Stored data:
━━━━━━━━━━━━━━━━━━━━━━━━━━━━━━
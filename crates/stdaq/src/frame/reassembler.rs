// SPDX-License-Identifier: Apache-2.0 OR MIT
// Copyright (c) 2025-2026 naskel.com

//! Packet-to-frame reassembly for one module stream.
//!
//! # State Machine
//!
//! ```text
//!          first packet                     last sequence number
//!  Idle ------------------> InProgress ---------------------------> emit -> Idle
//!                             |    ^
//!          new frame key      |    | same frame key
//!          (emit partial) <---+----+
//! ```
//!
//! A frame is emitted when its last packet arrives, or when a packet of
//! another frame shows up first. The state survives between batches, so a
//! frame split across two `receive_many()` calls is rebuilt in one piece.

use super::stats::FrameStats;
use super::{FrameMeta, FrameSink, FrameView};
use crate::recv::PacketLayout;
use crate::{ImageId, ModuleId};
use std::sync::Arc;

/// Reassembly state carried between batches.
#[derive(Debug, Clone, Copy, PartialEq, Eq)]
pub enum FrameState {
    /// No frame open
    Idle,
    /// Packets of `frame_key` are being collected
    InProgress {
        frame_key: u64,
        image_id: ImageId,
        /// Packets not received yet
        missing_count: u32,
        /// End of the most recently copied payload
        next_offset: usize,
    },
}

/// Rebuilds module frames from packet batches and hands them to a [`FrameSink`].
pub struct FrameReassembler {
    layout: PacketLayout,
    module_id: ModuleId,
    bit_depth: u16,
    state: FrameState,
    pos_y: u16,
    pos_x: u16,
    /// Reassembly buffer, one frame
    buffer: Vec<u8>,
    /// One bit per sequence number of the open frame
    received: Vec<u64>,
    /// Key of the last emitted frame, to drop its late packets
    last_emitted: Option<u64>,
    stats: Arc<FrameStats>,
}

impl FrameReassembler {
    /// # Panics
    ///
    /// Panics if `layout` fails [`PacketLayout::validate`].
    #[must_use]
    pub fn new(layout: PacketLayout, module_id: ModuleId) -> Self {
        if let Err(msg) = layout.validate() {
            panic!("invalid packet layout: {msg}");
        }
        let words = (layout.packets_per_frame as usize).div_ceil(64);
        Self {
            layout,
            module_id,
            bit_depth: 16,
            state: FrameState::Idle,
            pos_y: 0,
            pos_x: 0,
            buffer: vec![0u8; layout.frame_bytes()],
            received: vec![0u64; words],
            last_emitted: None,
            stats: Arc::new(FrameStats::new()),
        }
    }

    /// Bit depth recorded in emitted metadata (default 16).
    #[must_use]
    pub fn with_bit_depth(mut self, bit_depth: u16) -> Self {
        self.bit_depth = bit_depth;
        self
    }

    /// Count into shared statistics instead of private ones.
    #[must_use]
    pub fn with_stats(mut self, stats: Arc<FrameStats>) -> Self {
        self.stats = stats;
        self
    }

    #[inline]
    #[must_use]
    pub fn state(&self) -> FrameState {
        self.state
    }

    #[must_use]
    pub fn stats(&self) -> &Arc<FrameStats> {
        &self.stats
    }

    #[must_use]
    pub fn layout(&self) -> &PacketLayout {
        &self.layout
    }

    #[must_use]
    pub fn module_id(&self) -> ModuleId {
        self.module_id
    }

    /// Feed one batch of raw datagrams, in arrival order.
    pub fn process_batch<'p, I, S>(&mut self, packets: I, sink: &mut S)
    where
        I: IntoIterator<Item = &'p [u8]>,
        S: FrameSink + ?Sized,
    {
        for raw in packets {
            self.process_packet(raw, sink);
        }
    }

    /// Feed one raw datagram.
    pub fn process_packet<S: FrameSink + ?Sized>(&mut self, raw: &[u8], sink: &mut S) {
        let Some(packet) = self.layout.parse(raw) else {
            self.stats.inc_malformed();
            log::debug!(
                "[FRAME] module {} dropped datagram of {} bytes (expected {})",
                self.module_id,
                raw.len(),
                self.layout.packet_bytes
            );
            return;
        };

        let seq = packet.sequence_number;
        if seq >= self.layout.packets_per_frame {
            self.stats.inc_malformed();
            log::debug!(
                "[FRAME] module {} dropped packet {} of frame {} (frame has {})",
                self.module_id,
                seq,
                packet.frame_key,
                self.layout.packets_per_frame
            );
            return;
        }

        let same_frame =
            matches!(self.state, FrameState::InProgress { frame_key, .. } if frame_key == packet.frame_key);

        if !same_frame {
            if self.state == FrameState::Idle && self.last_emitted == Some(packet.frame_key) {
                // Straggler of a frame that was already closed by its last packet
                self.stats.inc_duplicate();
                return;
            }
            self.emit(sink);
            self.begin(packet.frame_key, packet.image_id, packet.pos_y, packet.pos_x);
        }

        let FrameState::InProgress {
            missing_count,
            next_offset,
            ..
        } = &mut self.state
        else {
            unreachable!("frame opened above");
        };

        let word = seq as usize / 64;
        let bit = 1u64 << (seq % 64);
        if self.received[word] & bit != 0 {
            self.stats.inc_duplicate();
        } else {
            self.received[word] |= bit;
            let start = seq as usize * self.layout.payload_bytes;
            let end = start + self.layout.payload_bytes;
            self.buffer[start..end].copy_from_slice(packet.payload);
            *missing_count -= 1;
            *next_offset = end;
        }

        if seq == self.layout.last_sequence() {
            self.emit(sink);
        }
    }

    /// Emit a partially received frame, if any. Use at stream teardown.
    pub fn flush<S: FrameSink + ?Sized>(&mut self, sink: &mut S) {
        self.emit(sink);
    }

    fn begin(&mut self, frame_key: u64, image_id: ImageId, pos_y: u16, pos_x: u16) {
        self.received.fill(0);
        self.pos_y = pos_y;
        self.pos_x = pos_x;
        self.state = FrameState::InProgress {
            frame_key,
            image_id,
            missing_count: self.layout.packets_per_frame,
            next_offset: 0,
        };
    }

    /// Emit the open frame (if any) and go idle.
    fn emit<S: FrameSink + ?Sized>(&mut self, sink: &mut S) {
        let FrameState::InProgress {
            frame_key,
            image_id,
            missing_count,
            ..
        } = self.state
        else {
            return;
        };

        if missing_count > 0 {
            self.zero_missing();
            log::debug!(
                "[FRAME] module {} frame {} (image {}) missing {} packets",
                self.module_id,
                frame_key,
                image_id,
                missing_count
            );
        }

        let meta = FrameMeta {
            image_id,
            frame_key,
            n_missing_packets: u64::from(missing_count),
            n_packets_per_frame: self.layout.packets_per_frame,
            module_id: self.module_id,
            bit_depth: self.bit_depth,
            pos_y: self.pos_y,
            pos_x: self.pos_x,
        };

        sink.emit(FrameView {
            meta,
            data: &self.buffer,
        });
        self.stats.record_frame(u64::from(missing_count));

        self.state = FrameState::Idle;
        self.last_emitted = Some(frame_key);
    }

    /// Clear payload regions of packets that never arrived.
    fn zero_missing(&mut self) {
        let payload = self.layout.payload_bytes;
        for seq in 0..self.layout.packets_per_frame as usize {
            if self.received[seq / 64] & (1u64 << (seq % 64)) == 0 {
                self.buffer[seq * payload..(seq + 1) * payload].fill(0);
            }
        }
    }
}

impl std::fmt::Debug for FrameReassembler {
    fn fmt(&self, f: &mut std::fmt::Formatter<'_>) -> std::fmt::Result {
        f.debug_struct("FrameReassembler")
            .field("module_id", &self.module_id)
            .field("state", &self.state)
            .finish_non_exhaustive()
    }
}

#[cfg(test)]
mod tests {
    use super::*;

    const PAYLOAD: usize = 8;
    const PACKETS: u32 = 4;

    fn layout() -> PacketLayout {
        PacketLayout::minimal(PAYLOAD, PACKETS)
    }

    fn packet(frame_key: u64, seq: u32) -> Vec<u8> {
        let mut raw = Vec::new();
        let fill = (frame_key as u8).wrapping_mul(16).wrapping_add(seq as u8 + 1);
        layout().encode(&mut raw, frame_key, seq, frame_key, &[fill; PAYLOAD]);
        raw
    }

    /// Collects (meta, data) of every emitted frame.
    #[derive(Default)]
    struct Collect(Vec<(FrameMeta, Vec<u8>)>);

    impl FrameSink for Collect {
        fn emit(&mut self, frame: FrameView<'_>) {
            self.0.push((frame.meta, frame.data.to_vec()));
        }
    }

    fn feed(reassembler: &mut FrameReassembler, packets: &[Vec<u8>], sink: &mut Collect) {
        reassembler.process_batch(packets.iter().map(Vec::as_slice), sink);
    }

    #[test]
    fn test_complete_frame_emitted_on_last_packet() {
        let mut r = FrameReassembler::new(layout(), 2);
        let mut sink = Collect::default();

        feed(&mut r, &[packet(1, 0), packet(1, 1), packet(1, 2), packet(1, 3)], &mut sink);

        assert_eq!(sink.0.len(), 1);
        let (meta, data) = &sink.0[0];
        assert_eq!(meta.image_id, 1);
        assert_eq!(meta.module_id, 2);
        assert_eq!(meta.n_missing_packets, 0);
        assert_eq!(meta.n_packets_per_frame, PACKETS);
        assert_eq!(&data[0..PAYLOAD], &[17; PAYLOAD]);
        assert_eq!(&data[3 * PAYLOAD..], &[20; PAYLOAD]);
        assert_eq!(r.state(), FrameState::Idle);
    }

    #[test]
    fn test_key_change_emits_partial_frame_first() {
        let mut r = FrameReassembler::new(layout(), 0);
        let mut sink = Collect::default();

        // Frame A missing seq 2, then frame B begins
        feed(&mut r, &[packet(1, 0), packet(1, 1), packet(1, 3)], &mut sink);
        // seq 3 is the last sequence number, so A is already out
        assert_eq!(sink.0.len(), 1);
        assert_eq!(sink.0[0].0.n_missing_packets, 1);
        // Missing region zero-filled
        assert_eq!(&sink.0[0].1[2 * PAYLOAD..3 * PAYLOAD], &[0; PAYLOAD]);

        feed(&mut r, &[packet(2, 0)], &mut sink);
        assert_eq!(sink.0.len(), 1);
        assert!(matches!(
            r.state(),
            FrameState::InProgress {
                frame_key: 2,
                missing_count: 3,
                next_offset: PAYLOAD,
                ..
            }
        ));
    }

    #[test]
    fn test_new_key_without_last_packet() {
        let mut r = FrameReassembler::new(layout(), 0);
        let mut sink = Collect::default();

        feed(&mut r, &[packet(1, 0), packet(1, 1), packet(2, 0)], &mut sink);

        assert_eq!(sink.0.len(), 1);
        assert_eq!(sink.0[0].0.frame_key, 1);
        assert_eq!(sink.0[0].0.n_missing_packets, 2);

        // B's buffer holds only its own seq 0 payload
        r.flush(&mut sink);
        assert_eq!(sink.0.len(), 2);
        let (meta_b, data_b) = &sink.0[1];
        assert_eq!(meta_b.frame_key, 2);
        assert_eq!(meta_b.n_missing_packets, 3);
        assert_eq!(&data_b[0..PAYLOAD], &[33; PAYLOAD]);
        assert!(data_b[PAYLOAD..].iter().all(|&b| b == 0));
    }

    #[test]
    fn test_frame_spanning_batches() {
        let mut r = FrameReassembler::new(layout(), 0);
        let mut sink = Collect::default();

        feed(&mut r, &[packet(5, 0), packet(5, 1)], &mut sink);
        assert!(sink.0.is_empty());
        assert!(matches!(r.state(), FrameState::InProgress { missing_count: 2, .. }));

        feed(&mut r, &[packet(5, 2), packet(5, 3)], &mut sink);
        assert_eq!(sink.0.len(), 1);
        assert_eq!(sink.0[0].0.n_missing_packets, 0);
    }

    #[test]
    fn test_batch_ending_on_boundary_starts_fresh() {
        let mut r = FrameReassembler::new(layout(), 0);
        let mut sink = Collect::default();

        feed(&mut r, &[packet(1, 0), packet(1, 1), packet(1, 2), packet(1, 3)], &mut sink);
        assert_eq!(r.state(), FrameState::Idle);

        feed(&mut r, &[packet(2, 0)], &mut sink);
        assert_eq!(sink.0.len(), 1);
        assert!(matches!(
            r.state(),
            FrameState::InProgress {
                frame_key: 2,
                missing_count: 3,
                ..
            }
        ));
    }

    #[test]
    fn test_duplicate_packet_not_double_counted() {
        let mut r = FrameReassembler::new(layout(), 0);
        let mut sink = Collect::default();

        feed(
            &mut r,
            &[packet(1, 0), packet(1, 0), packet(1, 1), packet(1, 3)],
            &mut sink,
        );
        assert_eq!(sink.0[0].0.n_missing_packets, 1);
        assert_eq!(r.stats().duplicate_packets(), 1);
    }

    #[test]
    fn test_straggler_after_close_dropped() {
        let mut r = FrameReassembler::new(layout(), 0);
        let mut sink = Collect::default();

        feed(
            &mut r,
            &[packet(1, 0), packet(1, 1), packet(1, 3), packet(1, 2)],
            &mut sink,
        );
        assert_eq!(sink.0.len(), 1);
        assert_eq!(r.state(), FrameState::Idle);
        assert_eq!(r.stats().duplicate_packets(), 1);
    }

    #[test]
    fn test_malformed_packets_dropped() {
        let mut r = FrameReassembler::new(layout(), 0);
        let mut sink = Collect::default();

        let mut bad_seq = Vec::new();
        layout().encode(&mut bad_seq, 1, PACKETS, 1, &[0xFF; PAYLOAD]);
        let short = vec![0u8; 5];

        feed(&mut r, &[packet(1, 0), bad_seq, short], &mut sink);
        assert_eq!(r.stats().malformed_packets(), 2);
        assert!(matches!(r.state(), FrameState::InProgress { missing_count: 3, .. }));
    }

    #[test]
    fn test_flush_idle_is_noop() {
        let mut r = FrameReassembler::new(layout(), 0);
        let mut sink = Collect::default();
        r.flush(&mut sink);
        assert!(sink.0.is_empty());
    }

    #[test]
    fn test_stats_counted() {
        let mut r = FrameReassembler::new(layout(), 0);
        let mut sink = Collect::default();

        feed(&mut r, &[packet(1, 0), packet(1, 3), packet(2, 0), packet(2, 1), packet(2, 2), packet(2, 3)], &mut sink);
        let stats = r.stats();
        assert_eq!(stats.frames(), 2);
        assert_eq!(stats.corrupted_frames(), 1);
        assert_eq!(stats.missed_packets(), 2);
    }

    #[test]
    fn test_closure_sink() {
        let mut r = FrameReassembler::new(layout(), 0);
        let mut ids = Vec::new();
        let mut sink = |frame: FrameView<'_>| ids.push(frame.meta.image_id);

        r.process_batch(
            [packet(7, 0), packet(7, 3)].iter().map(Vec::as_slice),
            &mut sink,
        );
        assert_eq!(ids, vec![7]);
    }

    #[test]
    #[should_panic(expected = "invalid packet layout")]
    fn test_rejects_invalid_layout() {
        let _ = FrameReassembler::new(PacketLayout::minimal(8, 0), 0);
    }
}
━━━━━━━━━━━━━━━━━━━━━━━━━━━━━━
## What is needed:
Keeping every character as it is, restate the lines above that run from the line with "let Some(packet) = self.layout.parse(raw)" through the line with "by its last packet", both included, and nothing else.

## The answer:
        let Some(packet) = self.layout.parse(raw) else {
            self.stats.inc_malformed();
            log::debug!(
                "[FRAME] module {} dropped datagram of {} bytes (expected {})",
                self.module_id,
                raw.len(),
                self.layout.packet_bytes
            );
            return;
        };

        let seq = packet.sequence_number;
        if seq >= self.layout.packets_per_frame {
            self.stats.inc_malformed();
            log::debug!(
                "[FRAME] module {} dropped packet {} of frame {} (frame has {})",
                self.module_id,
                seq,
                packet.frame_key,
                self.layout.packets_per_frame
            );
            return;
        }

        let same_frame =
            matches!(self.state, FrameState::InProgress { frame_key, .. } if frame_key == packet.frame_key);

        if !same_frame {
            if self.state == FrameState::Idle && self.last_emitted == Some(packet.frame_key) {
                // Straggler of a frame that was already closed by its last packet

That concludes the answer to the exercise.